研究会は各社の想定するカスタマージャーニーやUSP(独自の強み)の発表から始まった。

テーマパーク「ユニバーサル・スタジオ・ジャパン」を運営するユー・エス・ジェイでは、「NO LIMIT!」をスローガンとして掲げており、浅井氏は「限界のない超刺激を与えることで、来場者の心を開放すること」が体験価値だと語る。また、多くのゲストからのコメントの内容確認やSNSのトラッキングのみならず、日々数百名の来場者からアンケートを集め、膨大な量の顧客の「声」をもとに来場者のニーズを探っているという。

写真 人物 個人 浅井行代氏

不動産・住宅情報サービスを提供するLIFULLでは、「利他主義」を社是として社会課題解決に取り組む事業を展開している。そのひとつがLIFULL HOME'S「FRIENDLY DOOR」という取り組み。在日外国人や高齢者といった家を借りることにハードルがある住宅弱者と不動産会社をつなぐことで、誰もが安心して住まいを見つけることができるサービスだ。また、不動産情報ポータルサイトでは、自然災害に関するハザード情報の掲載や、おとり物件撲滅に向けた取り組みも実施。川嵜氏は「事業投資やM&Aにおいても、“社会課題の解決につながる価値観かどうか”を重視している」と話す。

写真 人物 個人 川嵜鋼平氏

流通や販売、マーケティングなどのサービスを包括的に行うDKSHマーケットエクスパンションサービスジャパンの酒井氏は、同社で取り扱っているドイツの高級筆記具ブランド「LAMY」のマーケティング戦略を中心に紹介。同ブランドの商品は筆記具ではあるものの生活必需品ではなく嗜好品にあたり、競合も少なくないため、顧客が購入に至るまでのステップが多いという。そこで、直営店や卸し先店舗の販売員の教育制度を徹底し、名入れなどのパーソナライズサービスによる付加価値の創出やアフターサービスに力を入れている。特に購入後のサポートはリピートにつながりやすいため非常に重要だと説明した。

写真 人物 個人 酒井久美子氏

クラフトビール「よなよなエール」の製造・販売を行うヤッホーブルーイングの佐藤氏は、顧客のよなよなエールに対する“ぞっこん度”をKGIとして設定。そして「売上と利益は後からついてくるため、まずは徹底的に商品を好きになってもらう」という考えのもと、ブランドコミュニケーションを優先して行っているという。実際に“ぞっこん度”のランクが高い顧客は商品の購入金額割合が大きく、商品への理解度も高い。そのため、そういった顧客には自ら会いに行き、カスタマージャーニーを直接確認したり、アイデアをヒアリングしたりしていると話す。

付加価値をつくり、顧客の認知・想起を促す

続いて、各社の抱える課題と、解決のためのマーケティング戦略の方針について話し合った。

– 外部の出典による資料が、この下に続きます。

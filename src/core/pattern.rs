//! Per-letter feedback calculation and representation
//!
//! A pattern encodes the feedback for one guess against one target using base-3 digits:
//! - 0 = Absent (letter not in the target, or every copy already accounted for)
//! - 1 = Present (letter in the target, wrong position)
//! - 2 = Correct (letter in the correct position)
//!
//! The pattern is stored as a single u8 value (0-242), where each position
//! contributes digit × 3^position to the total.

use super::{WORD_LENGTH, Word};

/// Feedback for a single letter of a guess
#[derive(Debug, Clone, Copy, PartialEq, Eq, Hash)]
pub enum LetterStatus {
    Correct,
    Present,
    Absent,
}

impl LetterStatus {
    const fn digit(self) -> u8 {
        match self {
            Self::Absent => 0,
            Self::Present => 1,
            Self::Correct => 2,
        }
    }

    const fn from_digit(digit: u8) -> Self {
        match digit {
            2 => Self::Correct,
            1 => Self::Present,
            _ => Self::Absent,
        }
    }

    /// Square emoji used in share text and history views
    #[must_use]
    pub const fn emoji(self) -> char {
        match self {
            Self::Correct => '🟩',
            Self::Present => '🟨',
            Self::Absent => '⬜',
        }
    }
}

/// Feedback pattern for one guess against one target
#[derive(Debug, Clone, Copy, PartialEq, Eq, Hash)]
pub struct Pattern(u8);

impl Pattern {
    /// All letters correct
    pub const PERFECT: Self = Self(242); // 2 + 2×3 + 2×9 + 2×27 + 2×81

    /// Get the raw pattern value (0-242)
    #[inline]
    #[must_use]
    pub const fn value(self) -> u8 {
        self.0
    }

    /// Check if every letter is correct
    #[inline]
    #[must_use]
    pub const fn is_perfect(self) -> bool {
        self.0 == Self::PERFECT.0
    }

    /// Calculate the feedback when `guess` is played against `target`
    ///
    /// Duplicate letters are credited at most as many times as they occur in the target.
    ///
    /// # Algorithm
    /// 1. First pass: mark exact matches Correct and remove them from the letter pool
    /// 2. Second pass: mark Present from whatever is left in the pool, otherwise Absent
    /// 3. Encode as base-3 number
    ///
    /// # Examples
    /// ```
    /// use quadrasexordle::core::{LetterStatus, Pattern, Word};
    ///
    /// let guess = Word::new("crane").unwrap();
    /// let target = Word::new("slate").unwrap();
    /// let pattern = Pattern::calculate(&guess, &target);
    ///
    /// // C(absent) R(absent) A(correct) N(absent) E(correct)
    /// assert_eq!(pattern.value(), 180);
    /// assert_eq!(pattern.status_at(2), LetterStatus::Correct);
    /// ```
    #[must_use]
    pub fn calculate(guess: &Word, target: &Word) -> Self {
        let mut result = [LetterStatus::Absent; WORD_LENGTH];
        let mut target_available = target.char_counts();

        // Allow: Index needed to access guess[i], target[i], and set result[i]
        #[allow(clippy::needless_range_loop)]
        for i in 0..WORD_LENGTH {
            if guess.char_at(i) == target.char_at(i) {
                result[i] = LetterStatus::Correct;

                if let Some(count) = target_available.get_mut(&guess.char_at(i)) {
                    *count = count.saturating_sub(1);
                }
            }
        }

        // Allow: Index needed to access guess[i] and check/set result[i]
        #[allow(clippy::needless_range_loop)]
        for i in 0..WORD_LENGTH {
            if result[i] == LetterStatus::Correct {
                continue;
            }
            if let Some(count) = target_available.get_mut(&guess.char_at(i))
                && *count > 0
            {
                result[i] = LetterStatus::Present;
                *count -= 1;
            }
        }

        Self::from_statuses(result)
    }

    /// Encode per-letter statuses into a pattern
    #[must_use]
    pub fn from_statuses(statuses: [LetterStatus; WORD_LENGTH]) -> Self {
        let mut pattern = 0u8;
        let mut multiplier = 1u8;
        for status in statuses {
            pattern += status.digit() * multiplier;
            multiplier *= 3;
        }
        Self(pattern)
    }

    /// Status of the letter at `position` (0-4)
    #[must_use]
    pub fn status_at(self, position: usize) -> LetterStatus {
        debug_assert!(position < WORD_LENGTH);
        let mut val = self.0;
        for _ in 0..position {
            val /= 3;
        }
        LetterStatus::from_digit(val % 3)
    }

    /// Decode into per-letter statuses
    #[must_use]
    pub fn statuses(self) -> [LetterStatus; WORD_LENGTH] {
        let mut result = [LetterStatus::Absent; WORD_LENGTH];
        let mut val = self.0;
        for status in &mut result {
            *status = LetterStatus::from_digit(val % 3);
            val /= 3;
        }
        result
    }

    /// Convert pattern to an emoji string like "🟩🟨⬜🟩🟨"
    #[must_use]
    pub fn to_emoji(self) -> String {
        self.statuses().iter().map(|s| s.emoji()).collect()
    }
}

/// Per-letter feedback for `guess` against `target`
///
/// # Examples
/// ```
/// use quadrasexordle::core::{evaluate, LetterStatus::*, Word};
///
/// let guess = Word::new("rance").unwrap();
/// let target = Word::new("crane").unwrap();
/// assert_eq!(evaluate(&guess, &target), [Present, Present, Present, Present, Correct]);
/// ```
#[must_use]
pub fn evaluate(guess: &Word, target: &Word) -> [LetterStatus; WORD_LENGTH] {
    Pattern::calculate(guess, target).statuses()
}
//! Quadrasexordle
//!
//! Sixty-four simultaneous Wordle boards, sixty-nine guesses. Puzzles are generated
//! deterministically from an ID with MT19937, so every player gets the same daily boards.
//!
//! # Quick Start
//!
//! ```rust
//! use quadrasexordle::game::{GameState, NUM_BOARDS};
//! use quadrasexordle::wordlists::WordLists;
//!
//! let lists = WordLists::embedded().unwrap();
//! let mut state = GameState::new(42, false, &lists);
//!
//! state.submit_guess("crane", &lists).unwrap();
//! for board in 0..NUM_BOARDS {
//!     let (_guess, pattern) = state.latest_row(board).unwrap();
//!     assert!(pattern.value() <= 242);
//! }
//! ```

// Words and feedback
pub mod core;

// Puzzle numbering and target generation
pub mod puzzle;

// Word lists
pub mod wordlists;

// Game state machine
pub mod game;

// Saved games
pub mod storage;

// Runtime configuration
pub mod config;

// Log output
pub mod logging;

// Command implementations
pub mod commands;

// Terminal output formatting
pub mod output;

// Interactive TUI interface
pub mod interactive;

川嵜氏は、住宅弱者問題の認知率の低さを課題として挙げた。外国籍の人や高齢者に対する先入観を払拭できていない企業や、住宅弱者の存在を認知すらしていない不動産会社もあるという。そこでLIFULLでは、住宅弱者となる当事者に部屋を借りる際の悩みをヒアリングし、その内容を調査PRとして生活者や不動産会社に周知することで、業界内の住宅弱者問題の認知率向上と当事者の利用意向を高めることを図った。これに対し、浅井氏は「近年はCSRを重視する若い人が多いため、こういった活動はどんどん増えていくべき」と賛同の声を挙げた。

ヤッホーブルーイングでは、「クラフトビールといえばよなよなエール」と第一に想起してもらうことを目標としている。そのためには顧客が商品を想起するタイミングを計ることが重要だと考え、LIFULLと同様に「お客さまに直接会って、よなよなエールをどんなときに飲んでいるかを聞くしかない」と話す。

写真 人物 個人 佐藤潤氏

ペーパーレス化と輸送費の高騰による輸入品販売の障害が課題だと語ったのは酒井氏。「書く」という行為が減少し、さらに為替も不安定ななかで、筆記具の輸入品販売を発展させていくためには、やはり付加価値をつくり出すことが必須だと語る。

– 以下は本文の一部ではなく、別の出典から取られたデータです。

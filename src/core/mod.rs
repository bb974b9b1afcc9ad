//! Core domain types
//!
//! Words and per-letter feedback. Everything here is pure and has no I/O.

mod pattern;
mod word;

pub use pattern::{LetterStatus, Pattern, evaluate};
pub use word::{WORD_LENGTH, Word, WordError};
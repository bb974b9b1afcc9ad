//! Terminal output formatting
//!
//! Colored rendering of boards, game summaries, and command results for the line-based
//! front ends.

pub mod display;
pub mod formatters;

pub use display::{
    print_audit_report, print_board, print_game_over, print_outcome, print_summary,
    print_targets,
};
//! Embedded word lists
//!
//! Word lists compiled into the binary at build time.

// Include generated word lists from build script
include!(concat!(env!("OUT_DIR"), "/targets.rs"));
include!(concat!(env!("OUT_DIR"), "/guesses.rs"));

浅井氏は「パークにとって人口減少が一番大きな課題である」と話す。特に首都圏に比べて人口の少ない関西圏では、トライアル顧客だけでなくリピート顧客の囲い込みが急務であるため、シーズナルイベントなどに注力している。また、旅行代理店などと連携して、大阪観光という大きな枠で考えていくことで、遠方からの集客を積み上げようとしているという。

写真 人物 個人 浅井行代氏
CMO Xの研究会では、自社の商品やサービスの体験価値が伝わるものを持ち寄り、互いのブランドを共有して議論を重ねていく。

他業界だからこその視点で、戦略を考案

研究会の最後は、それぞれのマーケターが「他の参加企業のCMOだったら、どんな戦略を考えるか」というテーマでトークを展開。

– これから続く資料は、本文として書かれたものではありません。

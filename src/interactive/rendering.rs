//! TUI rendering with ratatui
//!
//! An 8×8 grid of boards beside a detail panel for the selected board.

use super::app::{App, GRID_WIDTH, MessageStyle};
use crate::core::{LetterStatus, Pattern, Word};
use crate::game::{GameState, GameStatus, NUM_BOARDS, NUM_GUESSES};
use crate::puzzle::{Calendar, format_hours_remaining};
use crate::storage::StateStore;
use ratatui::{
    Frame,
    layout::{Alignment, Constraint, Direction, Layout, Rect},
    style::{Color, Modifier, Style},
    text::{Line, Span},
    widgets::{Block, BorderType, Borders, List, ListItem, Paragraph},
};

/// Main UI rendering function
pub fn ui<S: StateStore>(f: &mut Frame, app: &App<'_, S>) {
    let chunks = Layout::default()
        .direction(Direction::Vertical)
        .constraints([
            Constraint::Length(3), // Header
            Constraint::Min(16),   // Boards
            Constraint::Length(3), // Input
            Constraint::Length(1), // Status bar
        ])
        .split(f.area());

    render_header(f, app.session.state(), chunks[0]);

    let main_chunks = Layout::default()
        .direction(Direction::Horizontal)
        .constraints([Constraint::Percentage(70), Constraint::Percentage(30)])
        .split(chunks[1]);

    render_grid(f, app, main_chunks[0]);
    render_side_panel(f, app, main_chunks[1]);
    render_input(f, app, chunks[2]);
    render_status(f, app.session.state(), chunks[3]);
}

fn render_header(f: &mut Frame, state: &GameState, area: Rect) {
    let header = Paragraph::new(Line::from(vec![
        Span::styled(
            state.title(),
            Style::default()
                .fg(Color::Cyan)
                .add_modifier(Modifier::BOLD),
        ),
        Span::raw(format!(
            "   Boards complete: {}/{NUM_BOARDS}   Guesses used: {}/{NUM_GUESSES}",
            state.boards_completed(),
            state.num_guesses()
        )),
    ]))
    .alignment(Alignment::Center)
    .block(
        Block::default()
            .borders(Borders::ALL)
            .border_type(BorderType::Rounded)
            .style(Style::default().fg(Color::Cyan)),
    );
    f.render_widget(header, area);
}

const fn status_color(status: LetterStatus) -> Color {
    match status {
        LetterStatus::Correct => Color::Green,
        LetterStatus::Present => Color::Yellow,
        LetterStatus::Absent => Color::DarkGray,
    }
}

/// Guess letters on feedback-colored backgrounds
fn feedback_spans(guess: &Word, pattern: Pattern) -> Vec<Span<'static>> {
    guess
        .text()
        .chars()
        .zip(pattern.statuses())
        .map(|(letter, status)| {
            Span::styled(
                letter.to_string(),
                Style::default()
                    .fg(Color::Black)
                    .bg(status_color(status))
                    .add_modifier(Modifier::BOLD),
            )
        })
        .collect()
}

/// Content of one grid cell
fn cell_line(state: &GameState, board: usize) -> Line<'static> {
    if let Some(index) = state.solved_at(board) {
        return Line::from(Span::styled(
            format!("✓ #{}", index + 1),
            Style::default()
                .fg(Color::Green)
                .add_modifier(Modifier::BOLD),
        ));
    }
    if state.status().is_over() {
        return Line::from(Span::styled(
            state.targets()[board].text().to_string(),
            Style::default().fg(Color::Red).add_modifier(Modifier::BOLD),
        ));
    }
    match state.latest_row(board) {
        Some((guess, pattern)) => Line::from(feedback_spans(guess, pattern)),
        None => Line::from(Span::styled("·····", Style::default().fg(Color::DarkGray))),
    }
}

fn render_grid<S: StateStore>(f: &mut Frame, app: &App<'_, S>, area: Rect) {
    let state = app.session.state();
    let rows = NUM_BOARDS / GRID_WIDTH;

    let row_areas = Layout::default()
        .direction(Direction::Vertical)
        .constraints(vec![Constraint::Ratio(1, rows as u32); rows])
        .split(area);

    for (row, row_area) in row_areas.iter().enumerate() {
        let cell_areas = Layout::default()
            .direction(Direction::Horizontal)
            .constraints(vec![Constraint::Ratio(1, GRID_WIDTH as u32); GRID_WIDTH])
            .split(*row_area);

        for (col, cell_area) in cell_areas.iter().enumerate() {
            let board = row * GRID_WIDTH + col;
            let border_style = if board == app.selected {
                Style::default().fg(Color::Yellow)
            } else if state.is_board_solved(board) {
                Style::default().fg(Color::Green)
            } else {
                Style::default().fg(Color::DarkGray)
            };

            let cell = Paragraph::new(cell_line(state, board))
                .alignment(Alignment::Center)
                .block(
                    Block::default()
                        .title(format!("{}", board + 1))
                        .borders(Borders::ALL)
                        .border_style(border_style),
                );
            f.render_widget(cell, *cell_area);
        }
    }
}

fn render_side_panel<S: StateStore>(f: &mut Frame, app: &App<'_, S>, area: Rect) {
    let chunks = Layout::default()
        .direction(Direction::Vertical)
        .constraints([Constraint::Min(8), Constraint::Length(7)])
        .split(area);

    render_board_detail(f, app, chunks[0]);
    render_messages(f, app, chunks[1]);
}

fn render_board_detail<S: StateStore>(f: &mut Frame, app: &App<'_, S>, area: Rect) {
    let state = app.session.state();
    let board = app.selected;
    let rows = state.board_rows(board);
    let reveal = state.status() == GameStatus::Lost && !state.is_board_solved(board);

    // Newest rows last; keep the tail when the panel is short
    let visible = usize::from(area.height.saturating_sub(2)).saturating_sub(usize::from(reveal));
    let skip = rows.len().saturating_sub(visible);
    let mut lines: Vec<Line> = rows
        .iter()
        .enumerate()
        .skip(skip)
        .map(|(i, (guess, pattern))| {
            let mut spans = vec![Span::raw(format!("{:>2} ", i + 1))];
            spans.extend(feedback_spans(guess, *pattern));
            Line::from(spans)
        })
        .collect();

    if lines.is_empty() {
        lines.push(Line::from("No guesses yet"));
    }
    if reveal {
        lines.push(Line::from(Span::styled(
            format!("Answer: {}", state.targets()[board].text()),
            Style::default().fg(Color::Red),
        )));
    }

    let detail = Paragraph::new(lines).block(
        Block::default()
            .title(format!(" Board {} ", board + 1))
            .borders(Borders::ALL)
            .border_type(BorderType::Rounded),
    );
    f.render_widget(detail, area);
}

fn render_messages<S: StateStore>(f: &mut Frame, app: &App<'_, S>, area: Rect) {
    let messages: Vec<ListItem> = app
        .messages
        .iter()
        .rev()
        .map(|msg| {
            let style = match msg.style {
                MessageStyle::Info => Style::default().fg(Color::White),
                MessageStyle::Success => Style::default().fg(Color::Green),
                MessageStyle::Error => Style::default().fg(Color::Red),
            };
            ListItem::new(msg.text.clone()).style(style)
        })
        .collect();

    let messages_list =
        List::new(messages).block(Block::default().title(" Messages ").borders(Borders::ALL));

    f.render_widget(messages_list, area);
}

fn render_input<S: StateStore>(f: &mut Frame, app: &App<'_, S>, area: Rect) {
    let (title, color) = if app.session.state().status().is_over() {
        (" Game over | F2: practice puzzle ", Color::Green)
    } else {
        (" Enter a guess ", Color::Yellow)
    };

    let input = Paragraph::new(app.input_buffer.as_str())
        .style(Style::default().fg(color).add_modifier(Modifier::BOLD))
        .block(
            Block::default()
                .title(title)
                .borders(Borders::ALL)
                .border_type(BorderType::Double)
                .style(Style::default().fg(color)),
        );

    f.render_widget(input, area);
}

fn render_status(f: &mut Frame, state: &GameState, area: Rect) {
    let chunks = Layout::default()
        .direction(Direction::Horizontal)
        .constraints([Constraint::Percentage(35), Constraint::Percentage(65)])
        .split(area);

    let mode_text = if state.is_practice() {
        "Practice puzzle".to_string()
    } else {
        format!(
            "Next daily in {}",
            format_hours_remaining(Calendar::hours_until_next_now())
        )
    };
    f.render_widget(
        Paragraph::new(mode_text).alignment(Alignment::Center),
        chunks[0],
    );

    let help = Paragraph::new("Enter: guess | Arrows: board | F2: practice | F3: daily | Esc: quit")
        .alignment(Alignment::Center)
        .style(Style::default().fg(Color::DarkGray));
    f.render_widget(help, chunks[1]);
}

佐藤氏は、BtoC事業が軸となっているLIFULLにBtoBのつながりを作ることを提案。空き家のオーナーや自治体などとナレッジを共有することで、顧客とのミスマッチの抑制や、LIFULLに加盟している会社同士でデータベースを作成することにも結び付くと話す。

付加価値の創出が求められているDKSHに対し、浅井氏は「高級商材はストーリーがないと付加価値が生じにくい」と指摘。親和性のあるブランドストーリーがあることで、見込み顧客層との接点が生まれ、商品単体としてだけでなくブランドとして好きになってもらいやすいと語る。

酒井氏はユー・エス・ジェイについて、テーマパークに訪れるとっかかりが必要だと考えた。「文房具業界では、“文具女子”というメーカーサイドも想定していなかった顧客層が押し寄せたことがあり、イベントでの勢いがすごかった」と実例を話し、それをもとにグッズなどの限定販売イベントを提案。「パークに来るきっかけが何かしらあれば、『今度はパーク目的で来てみよう』という新たなリピーターが増えるかもしれない」と期待を語った。

川嵜氏は各社の課題を踏まえた上で、具体的なアイデアを考案。ヤッホーブルーイングについては、マーケットがコモディティ化しており、価格差が生まれにくいことを課題として挙げた。そこで、富裕層向けの会員制クラブを創設し、プレミアムなよなよなエールを会員に提供することで、ブランド価値を高めるのはもちろん、狭くて深いビールコミュニティを構築できるのではと提案。佐藤氏は「そういったプロダクトアウトを楽しんでくれるお客さまも多いので、ぜひチャレンジしてみたい」と、議論が盛り上がった。

3時間以上におよぶ研究会の最後に、「CMO X」Founderの加藤希尊氏は「本研究会のビジョンである『マーケターの集合知をつくる』を実現する、有意義な時間になったと思う。今後もマーケティングの力で日本の成長力を生み出すため、ネットワークを広げていきたい」と話し、本研究会を締めくくった。